Enraged accusations such as 'man hating feminist' have been hurled at Gail Dines for her emphatic stance on the tough stuff of pornography.
Dines is professor of sociology and women's studies at Wheelock College, Boston, and the author of Pornland: How Porn Has Hijacked Our Sexuality. She comes well credentialled and with 20 years of research under her belt.
Dines was in Australia for the Sydney Writers and Festival and appeared on the ABC's Q&A this week. Her anti-porn message has been attacked with pitbull-like ferocity.
Admittedly Dines pulls no punches. She was here to tell us that the voracious consumption by young men of 24-hour on-tap, hardcore internet porn is fouling their minds with sadistic and hateful views of women and sex. Women, said Dines, are feeling increasing pressure to behave and look like porn stars, which had led to the banishment of pubic hair and the rise of the full Brazilian wax.
Dines contends that consumers of porn are coming to expect that real-life sex ought to replicate the contrived marketed fantasy of the enormously erect man indulging in aggressive and often painful (for the woman) sexual congress. This is the sexual revolution down to the wire: sans tenderness, sans intimacy, sans love and sans human vulnerability.
What can only be described as a feminist fight ensued over assertions of what was 'old' and 'new' feminism, while tweeters barracked from the sidelines. The attacks on Dines centred on two themes. She was denounced as demonising men; and of promoting a wowserish, anti sexual liberation stance.
The first point is reminiscent of early critiques of feminists as 'man haters'. The second implies that all open and unfettered approaches to depictions of sex are progressive, and that any moves towards 'censorship' is retrograde and inhibitory of a healthy sexuality.

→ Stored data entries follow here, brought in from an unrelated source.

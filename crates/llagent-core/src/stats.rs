//! Session-level token and timing counters.

use serde::{Deserialize, Serialize};

/// Accumulated statistics for one agent session.
///
/// Counters grow monotonically across iterations; subagent totals are a
/// subset of the overall totals.
#[derive(Clone, Copy, Debug, Default, PartialEq, Serialize, Deserialize)]
pub struct SessionStats {
    /// Prompt tokens processed.
    pub input_tokens: u64,
    /// Tokens generated.
    pub output_tokens: u64,
    /// Tokens served from the prompt cache.
    pub cached_tokens: u64,
    /// Total prompt evaluation time in milliseconds.
    #[serde(default, skip_serializing_if = "is_zero_f64")]
    pub prompt_ms: f64,
    /// Total generation time in milliseconds.
    #[serde(default, skip_serializing_if = "is_zero_f64")]
    pub predicted_ms: f64,
    /// Prompt tokens contributed by subagent runs.
    #[serde(default, skip_serializing_if = "is_zero_u64")]
    pub subagent_input_tokens: u64,
    /// Output tokens contributed by subagent runs.
    #[serde(default, skip_serializing_if = "is_zero_u64")]
    pub subagent_output_tokens: u64,
    /// Cached tokens contributed by subagent runs.
    #[serde(default, skip_serializing_if = "is_zero_u64")]
    pub subagent_cached_tokens: u64,
    /// Number of subagent runs.
    #[serde(default, skip_serializing_if = "is_zero_u64")]
    pub subagent_count: u64,
}

#[allow(clippy::trivially_copy_pass_by_ref)]
fn is_zero_f64(v: &f64) -> bool {
    *v == 0.0
}

#[allow(clippy::trivially_copy_pass_by_ref)]
fn is_zero_u64(v: &u64) -> bool {
    *v == 0
}

impl SessionStats {
    /// Fold another stats block into this one (used when a subagent
    /// completes).
    pub fn absorb_subagent(&mut self, input: u64, output: u64, cached: u64) {
        self.input_tokens += input;
        self.output_tokens += output;
        self.cached_tokens += cached;
        self.subagent_input_tokens += input;
        self.subagent_output_tokens += output;
        self.subagent_cached_tokens += cached;
        self.subagent_count += 1;
    }
}

#[cfg(test)]
mod tests {
    use super::*;

    #[test]
    fn default_is_zeroed() {
        let s = SessionStats::default();
        assert_eq!(s.input_tokens, 0);
        assert_eq!(s.output_tokens, 0);
        assert_eq!(s.cached_tokens, 0);
    }

    #[test]
    fn absorb_subagent_updates_both_sets() {
        let mut s = SessionStats {
            input_tokens: 100,
            ..Default::default()
        };
        s.absorb_subagent(10, 20, 5);
        assert_eq!(s.input_tokens, 110);
        assert_eq!(s.output_tokens, 20);
        assert_eq!(s.subagent_input_tokens, 10);
        assert_eq!(s.subagent_count, 1);
    }

    #[test]
    fn zero_optional_fields_omitted_on_wire() {
        let s = SessionStats {
            input_tokens: 5,
            output_tokens: 7,
            cached_tokens: 0,
            ..Default::default()
        };
        let json = serde_json::to_value(s).unwrap();
        assert_eq!(json["input_tokens"], 5);
        assert!(json.get("prompt_ms").is_none());
        assert!(json.get("subagent_count").is_none());
    }
}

Dines argues that the hardcore porn industry promotes a damaging view of sex that shapes young men's (and women's) fantasies and expectations of how sex should be, at the cost of healthy intimacy. While she makes her point with some feisty statements, she raises important issues.

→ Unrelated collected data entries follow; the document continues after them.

//! # Backend Trait
//!
//! Core abstraction over the model inference endpoint. The runtime posts a
//! [`CompletionRequest`] and consumes a stream of [`ModelChunk`]s: zero or
//! more deltas, then exactly one [`FinalCompletion`] carrying the
//! server-parsed message (when available) and timing counters.

use std::pin::Pin;

use async_trait::async_trait;
use futures::Stream;
use serde::{Deserialize, Serialize};

use llagent_core::{ChatMessage, ToolSchema};

/// Boxed stream of chunks returned by [`ModelBackend::stream`].
pub type ModelStream = Pin<Box<dyn Stream<Item = Result<ModelChunk, BackendError>> + Send>>;

/// Errors from the model backend.
#[derive(Debug, thiserror::Error)]
pub enum BackendError {
    /// HTTP request failed.
    #[error("HTTP error: {0}")]
    Http(#[from] reqwest::Error),

    /// JSON serialization/deserialization failed.
    #[error("JSON error: {0}")]
    Json(#[from] serde_json::Error),

    /// SSE stream framing failed.
    #[error("SSE parse error: {message}")]
    SseParse {
        /// Error description.
        message: String,
    },

    /// Endpoint returned an error status.
    #[error("API error ({status}): {message}")]
    Api {
        /// HTTP status code.
        status: u16,
        /// Error description.
        message: String,
    },

    /// Stream was cancelled by the caller.
    #[error("stream cancelled")]
    Cancelled,

    /// Anything else.
    #[error("{message}")]
    Other {
        /// Error description.
        message: String,
    },
}

impl BackendError {
    /// Error category string for event emission.
    #[must_use]
    pub fn category(&self) -> &'static str {
        match self {
            Self::Http(_) => "network",
            Self::Json(_) | Self::SseParse { .. } => "parse",
            Self::Api { .. } => "api",
            Self::Cancelled => "cancelled",
            Self::Other { .. } => "unknown",
        }
    }
}

// ─────────────────────────────────────────────────────────────────────────────
// Request / response types
// ─────────────────────────────────────────────────────────────────────────────

/// Request posted to the backend.
#[derive(Clone, Debug)]
pub struct CompletionRequest {
    /// Conversation so far.
    pub messages: Vec<ChatMessage>,
    /// Tool schemas visible to the model (already filtered for subagents).
    pub tools: Vec<ToolSchema>,
    /// Tool choice policy (always `"auto"` in this runtime).
    pub tool_choice: String,
}

/// A streamed delta: text and/or reasoning content.
#[derive(Clone, Debug, Default, PartialEq)]
pub struct StreamDelta {
    /// Text content delta (empty when absent).
    pub content: String,
    /// Reasoning content delta (empty when absent).
    pub reasoning: String,
}

/// A tool call as parsed by the backend.
#[derive(Clone, Debug, Default, PartialEq, Serialize, Deserialize)]
pub struct CompletionToolCall {
    /// Tool call id; may be empty (the loop fabricates one).
    pub id: String,
    /// Tool name.
    pub name: String,
    /// Arguments as a JSON-encoded string.
    pub arguments: String,
}

/// The assembled assistant message from a completed generation.
#[derive(Clone, Debug, Default, PartialEq)]
pub struct CompletionMessage {
    /// Full text content.
    pub content: String,
    /// Parsed tool calls, in model order.
    pub tool_calls: Vec<CompletionToolCall>,
}

/// Timing counters reported by the final frame.
#[derive(Clone, Copy, Debug, Default, PartialEq, Serialize, Deserialize)]
pub struct Timings {
    /// Prompt tokens processed.
    #[serde(default)]
    pub prompt_n: u64,
    /// Prompt evaluation time in milliseconds.
    #[serde(default)]
    pub prompt_ms: f64,
    /// Tokens generated.
    #[serde(default)]
    pub predicted_n: u64,
    /// Generation time in milliseconds.
    #[serde(default)]
    pub predicted_ms: f64,
    /// Tokens served from the prompt cache.
    #[serde(default)]
    pub cache_n: u64,
}

/// Final frame of a generation.
#[derive(Clone, Debug, Default, PartialEq)]
pub struct FinalCompletion {
    /// Server-parsed message. Preferred when present.
    pub message: Option<CompletionMessage>,
    /// Concatenated content, used when no parsed message is available.
    pub content: String,
    /// Timing counters.
    pub timings: Timings,
}

/// One item of the backend stream.
#[derive(Clone, Debug, PartialEq)]
pub enum ModelChunk {
    /// Incremental content.
    Delta(StreamDelta),
    /// Terminal frame.
    Final(FinalCompletion),
}

// ─────────────────────────────────────────────────────────────────────────────
// Trait
// ─────────────────────────────────────────────────────────────────────────────

/// The model inference facade.
///
/// Implementors must be `Send + Sync`; the loop holds one behind an `Arc`
/// and shares it with subagents.
#[async_trait]
pub trait ModelBackend: Send + Sync {
    /// Model identifier for display.
    fn model(&self) -> &str;

    /// Post a request and stream the response.
    async fn stream(&self, request: &CompletionRequest) -> Result<ModelStream, BackendError>;
}

// ─────────────────────────────────────────────────────────────────────────────
// Tests
// ─────────────────────────────────────────────────────────────────────────────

No-one would wish to return to the sex education model of the 1950s, which erred on the side of suppression and sterility. But neither is the opposite extreme, of sex that eliminates all emotion other than aggression, a desirable alternative.
I am not in favour of censorship. It does not work, and the lines drawn can be arbitrary and absurd, and can result in the withholding of important stories, facts and communication. I see erotic art, literature, movies, theatre and sensuously arousing depictions as being an important part of our consciousness, with the potential to enrich all our lives.

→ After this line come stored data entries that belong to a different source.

//! Command-line flags.

use std::path::PathBuf;

use clap::Parser;

/// Local AI coding assistant over a llama-server endpoint.
#[derive(Debug, Parser)]
#[command(name = "llagent", version, about)]
pub struct Args {
    /// Base URL of the llama-server inference endpoint.
    #[arg(long, default_value = "http://127.0.0.1:8080")]
    pub server: String,

    /// Working directory (default: current directory).
    #[arg(long)]
    pub working_dir: Option<PathBuf>,

    /// Auto-approve every permission check.
    #[arg(long)]
    pub yolo: bool,

    /// Iteration cap per message (clamped to 1..=1000).
    #[arg(long, short = 'm', default_value_t = 50)]
    pub max_iterations: u32,

    /// Enable subagents (default).
    #[arg(long, overrides_with = "no_subagents")]
    pub subagents: bool,

    /// Disable subagents.
    #[arg(long)]
    pub no_subagents: bool,

    /// Maximum subagent nesting depth (clamped to 0..=5).
    #[arg(long, default_value_t = 1)]
    pub max_subagent_depth: u32,

    /// Disable skills discovery.
    #[arg(long)]
    pub no_skills: bool,

    /// Disable AGENTS.md discovery.
    #[arg(long)]
    pub no_agents_md: bool,

    /// Extra skill search path (repeatable).
    #[arg(long = "skills-path")]
    pub skills_paths: Vec<PathBuf>,

    /// Verbose iteration logging.
    #[arg(long, short = 'v')]
    pub verbose: bool,
}

impl Args {
    /// Iteration cap with the documented clamp applied.
    #[must_use]
    pub fn clamped_max_iterations(&self) -> u32 {
        self.max_iterations.clamp(1, 1000)
    }

    /// Depth cap with the documented clamp applied.
    #[must_use]
    pub fn clamped_max_subagent_depth(&self) -> u32 {
        self.max_subagent_depth.min(5)
    }

    /// Whether subagents are enabled after flag resolution.
    #[must_use]
    pub fn subagents_enabled(&self) -> bool {
        !self.no_subagents
    }
}

#[cfg(test)]
mod tests {
    use super::*;

    #[test]
    fn defaults() {
        let args = Args::parse_from(["llagent"]);
        assert_eq!(args.server, "http://127.0.0.1:8080");
        assert!(!args.yolo);
        assert_eq!(args.clamped_max_iterations(), 50);
        assert!(args.subagents_enabled());
        assert_eq!(args.clamped_max_subagent_depth(), 1);
    }

    #[test]
    fn max_iterations_clamped() {
        let args = Args::parse_from(["llagent", "--max-iterations", "0"]);
        assert_eq!(args.clamped_max_iterations(), 1);
        let args = Args::parse_from(["llagent", "--max-iterations", "5000"]);
        assert_eq!(args.clamped_max_iterations(), 1000);
    }

    #[test]
    fn depth_clamped() {
        let args = Args::parse_from(["llagent", "--max-subagent-depth", "9"]);
        assert_eq!(args.clamped_max_subagent_depth(), 5);
    }

    #[test]
    fn no_subagents_flag() {
        let args = Args::parse_from(["llagent", "--no-subagents"]);
        assert!(!args.subagents_enabled());
    }

    #[test]
    fn skills_path_repeats() {
        let args = Args::parse_from([
            "llagent",
            "--skills-path",
            "/a",
            "--skills-path",
            "/b",
        ]);
        assert_eq!(args.skills_paths.len(), 2);
    }
}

What of artistic revelations of violence, including sexual violence? In the context of engaging with the true reality of violence and the harm it brings, these revelations can help promote our understanding, compassion and values. Such images have prompted us over time to evolve our civilisation, through, for example, promotion of human rights, gender equality and denunciation of torture.
Positive portrayals including erotica can inspire and guide us by enhancing our perceptions and extending our narrow world view.
But like junk food, the fantasies in most hardcore porn are not good for us. They turn women and men into objects used in an emotionally disconnected fashion, and sex into a purely visceral activity.
I have seen clients who are addicted to internet pornography, who in fact prefer this to engaging with their wives or partners. It is quick and easy, and we can become habituated to it. Needless to say it can wreak havoc in a relationship.
Many women employed in the porn business are damaged physically and emotionally in the making of porn. Regulation is important, and consumers must ask whether support of this business is ethical, just as they might be concerned about the use of child labour in the production of consumer goods.
None of which is to say that we must never view pornography. Like fast food we may occasionally 'indulge' or, in my view, succumb. Too much junk, however, at the expense of the higher quality stuff of intimacy, can be harmful. Just as we encourage our community to eat more wholesome food, we also need an abundance of education and portraiture of healthy sexual relationships.
Lyn Bender is a psychologist and social commentator.